"What do we have?" Detective Fusco walked up to the crime scene, carefully studying his surroundings. The patrols on the scene had cleared the area and set up the tape perimeter. CSI were already cataloging the evidence and everything looked under control. As he listened to the young patrolman list of what little they knew, he scanned the small gathering of onlookers and was relieved when he didn't see John skulking about in the background.

It was a double homicide in a known drug trafficking neighborhood - a neighborhood that Fusco had once done a lot of business in. He'd have to watch himself, when he started poking around because there would be some people who might still carry a grudge or two about how things were handled back when he was working with Stills and his thugs.

There'd been a time when Fusco wouldn't have even touched the case. Back when he'd first been blackmailed into working with "the man in black". Back when he didn't want to face what he'd done or admit what he'd become while he'd been with Stills. Things were different now, although he couldn't quiet put his finger on when they'd changed.

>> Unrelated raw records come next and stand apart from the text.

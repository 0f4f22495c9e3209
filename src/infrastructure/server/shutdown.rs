//! Graceful shutdown handling
//!
//! Resolves once SIGTERM or SIGINT (Ctrl+C) arrives. Intended for
//! `axum::serve(..).with_graceful_shutdown(..)`.

use tracing::{error, info};

/// Wait for a termination signal.
pub async fn shutdown_signal() {
    let ctrl_c = async {
        if let Err(e) = tokio::signal::ctrl_c().await {
            error!("Failed to install Ctrl+C handler: {}", e);
            std::future::pending::<()>().await;
        }
        info!("📡 Received SIGINT signal (Ctrl+C)");
    };

    #[cfg(unix)]
    let terminate = async {
        use tokio::signal::unix::{signal, SignalKind};

        match signal(SignalKind::terminate()) {
            Ok(mut sigterm) => {
                sigterm.recv().await;
                info!("📡 Received SIGTERM signal");
            }
            Err(e) => {
                error!("Failed to install SIGTERM handler: {}", e);
                std::future::pending::<()>().await;
            }
        }
    };

    #[cfg(not(unix))]
    let terminate = std::future::pending::<()>();

    tokio::select! {
        _ = ctrl_c => {}
        _ = terminate => {}
    }

    info!("🛑 Shutdown signal triggered");
}
//! Equipment registry module: units, cells and their transitions

pub mod dto;
pub mod handlers;

pub use dto::*;
pub use handlers::*;
//! Substation (facility) DTOs

use serde::{Deserialize, Serialize};
use utoipa::ToSchema;
use validator::Validate;

use crate::application::{ReassignmentItem, ReassignmentOutcome, ReassignmentReport};
use crate::domain::EquipmentUnit;
use crate::interfaces::http::modules::equipment::RuDto;

#[derive(Debug, Serialize, ToSchema)]
#[serde(rename_all = "camelCase")]
pub struct SubstationDto {
    pub id: String,
    #[serde(rename = "totalRUs")]
    pub total_rus: usize,
    pub rus: Vec<RuDto>,
}

impl SubstationDto {
    pub fn new(id: String, units: Vec<EquipmentUnit>) -> Self {
        Self {
            id,
            total_rus: units.len(),
            rus: units.into_iter().map(RuDto::from).collect(),
        }
    }
}

#[derive(Debug, Deserialize, Validate, ToSchema)]
#[serde(rename_all = "camelCase")]
pub struct ReassignUnitsRequest {
    #[validate(length(min = 1, message = "ruIds must not be empty"))]
    pub ru_ids: Vec<String>,
}

#[derive(Debug, Clone, Copy, PartialEq, Eq, Serialize, ToSchema)]
#[serde(rename_all = "snake_case")]
pub enum ReassignmentOutcomeDto {
    Updated,
    NotFound,
    Failed,
}

impl From<ReassignmentOutcome> for ReassignmentOutcomeDto {
    fn from(o: ReassignmentOutcome) -> Self {
        match o {
            ReassignmentOutcome::Updated => Self::Updated,
            ReassignmentOutcome::NotFound => Self::NotFound,
            ReassignmentOutcome::Failed => Self::Failed,
        }
    }
}

#[derive(Debug, Serialize, ToSchema)]
#[serde(rename_all = "camelCase")]
pub struct ReassignmentItemDto {
    pub ru_id: String,
    pub outcome: ReassignmentOutcomeDto,
    #[serde(skip_serializing_if = "Option::is_none")]
    pub error: Option<String>,
}

impl From<ReassignmentItem> for ReassignmentItemDto {
    fn from(i: ReassignmentItem) -> Self {
        Self {
            ru_id: i.ru_id,
            outcome: i.outcome.into(),
            error: i.error,
        }
    }
}

/// Per-unit manifest of a bulk reassignment plus the units that moved
#[derive(Debug, Serialize, ToSchema)]
#[serde(rename_all = "camelCase")]
pub struct ReassignmentDto {
    pub substation_id: String,
    pub count: usize,
    pub items: Vec<ReassignmentItemDto>,
    pub rus: Vec<RuDto>,
}

impl ReassignmentDto {
    pub fn new(substation_id: String, report: ReassignmentReport) -> Self {
        Self {
            substation_id,
            count: report.updated.len(),
            items: report.items.into_iter().map(Into::into).collect(),
            rus: report.updated.into_iter().map(RuDto::from).collect(),
        }
    }
}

In a lot of ways he was as much a criminal now as he was back then. He still did things off book, he still managed to line his pocket with a little extra cash here and there, he still broke regulations on an almost daily basis, and he still took orders from a man that he feared and respected with equal measure. Even if what he'd done while with Stiles would never come to light, almost anything he was doing now could get him put away for the rest of his (probably very short) life.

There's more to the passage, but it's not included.